Your reply must be one number: the count of lines in the data below that contain "ErrorKind".

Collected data
*** Begin section ***

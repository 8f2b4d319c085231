// Integration tests for the department repository

use rusqlite::Connection;
use sellerdesk_core::errors::{DaoError, ErrorKind};
use sellerdesk_core::model::{Department, Seller};
use sellerdesk_core::{DepartmentDao, SellerDao};
use sellerdesk_store::{DepartmentDaoSqlite, SellerDaoSqlite};
use std::sync::Arc;

fn setup_test_db() -> Connection {
    let conn = sellerdesk_store::db::open_in_memory().unwrap();
    sellerdesk_store::bootstrap_schema(&conn).unwrap();
    conn
}

#[test]
fn test_insert_assigns_sequential_ids() {
    let conn = setup_test_db();
    let dao = DepartmentDaoSqlite::new(&conn);

    let mut computers = Department::new("Computers");
    let mut books = Department::new("Books");
    dao.insert(&mut computers).unwrap();
    dao.insert(&mut books).unwrap();

    assert_eq!(computers.id, Some(1));
    assert_eq!(books.id, Some(2));
}

#[test]
fn test_find_by_id() {
    let conn = setup_test_db();
    let dao = DepartmentDaoSqlite::new(&conn);

    let mut fashion = Department::new("Fashion");
    dao.insert(&mut fashion).unwrap();

    assert_eq!(dao.find_by_id(fashion.id.unwrap()).unwrap(), Some(fashion));
    assert_eq!(dao.find_by_id(999).unwrap(), None);
}

#[test]
fn test_find_all_orders_by_name() {
    let conn = setup_test_db();
    let dao = DepartmentDaoSqlite::new(&conn);

    for name in ["Electronics", "Books", "Fashion", "Computers"] {
        dao.insert(&mut Department::new(name)).unwrap();
    }

    let names: Vec<String> = dao.find_all().unwrap().into_iter().map(|d| d.name).collect();
    assert_eq!(names, vec!["Books", "Computers", "Electronics", "Fashion"]);
}

#[test]
fn test_update_renames() {
    let conn = setup_test_db();
    let dao = DepartmentDaoSqlite::new(&conn);

    let mut dep = Department::new("Books");
    dao.insert(&mut dep).unwrap();

    dep.name = "Rare Books".to_string();
    dao.update(&dep).unwrap();

    assert_eq!(dao.find_by_id(dep.id.unwrap()).unwrap().unwrap().name, "Rare Books");
}

#[test]
fn test_update_missing_row_is_no_op() {
    let conn = setup_test_db();
    let dao = DepartmentDaoSqlite::new(&conn);

    dao.update(&Department::with_id(42, "Nobody")).unwrap();
    assert!(dao.find_all().unwrap().is_empty());
}

#[test]
fn test_update_without_id_is_invalid_input() {
    let conn = setup_test_db();
    let err = DepartmentDaoSqlite::new(&conn)
        .update(&Department::new("Unsaved"))
        .unwrap_err();

    assert_eq!(err.kind(), ErrorKind::InvalidInput);
    assert_eq!(err.message(), "department id is not set");
}

#[test]
fn test_delete_by_id() {
    let conn = setup_test_db();
    let dao = DepartmentDaoSqlite::new(&conn);

    let mut dep = Department::new("Books");
    dao.insert(&mut dep).unwrap();

    dao.delete_by_id(999).unwrap();
    assert_eq!(dao.find_all().unwrap().len(), 1);

    dao.delete_by_id(dep.id.unwrap()).unwrap();
    assert!(dao.find_all().unwrap().is_empty());
}

#[test]
fn test_delete_referenced_department_is_rejected() {
    let conn = setup_test_db();
    let dao = DepartmentDaoSqlite::new(&conn);

    let mut dep = Department::new("Computers");
    dao.insert(&mut dep).unwrap();
    let dep = Arc::new(dep);

    let mut bob = Seller::new(
        "Bob",
        "bob@x.com",
        chrono::NaiveDate::from_ymd_opt(1998, 5, 1).unwrap(),
        rust_decimal::Decimal::new(2000, 0),
        dep.clone(),
    );
    SellerDaoSqlite::new(&conn).insert(&mut bob).unwrap();

    // Given a seller still points at it, the department cannot go
    let err = dao.delete_by_id(dep.id.unwrap()).unwrap_err();
    assert!(
        matches!(&err, DaoError::Persistence { op, .. } if op == "department_delete_by_id"),
        "unexpected error: {:?}",
        err
    );
    assert!(dao.find_by_id(dep.id.unwrap()).unwrap().is_some());
}
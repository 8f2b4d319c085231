//! SellerDesk Core - domain model and contracts of the seller data-access layer
//!
//! This crate provides:
//! - `Department` and `Seller` entities
//! - `SellerDao` / `DepartmentDao` traits implemented by storage backends
//! - The `DaoError` taxonomy shared by every backend
//! - A structured logging facility built on `tracing`
//!
//! It performs no I/O itself; `sellerdesk-store` supplies the SQLite backend.

pub mod dao;
pub mod errors;
pub mod logging_facility;
pub mod model;

#[doc(hidden)]
pub use sellerdesk_core_types as core_types;

// Re-export commonly used types
pub use dao::{DepartmentDao, SellerDao};
pub use errors::{DaoError, ErrorKind, Result};
pub use model::{Department, Seller};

*** End section ***

● Output
3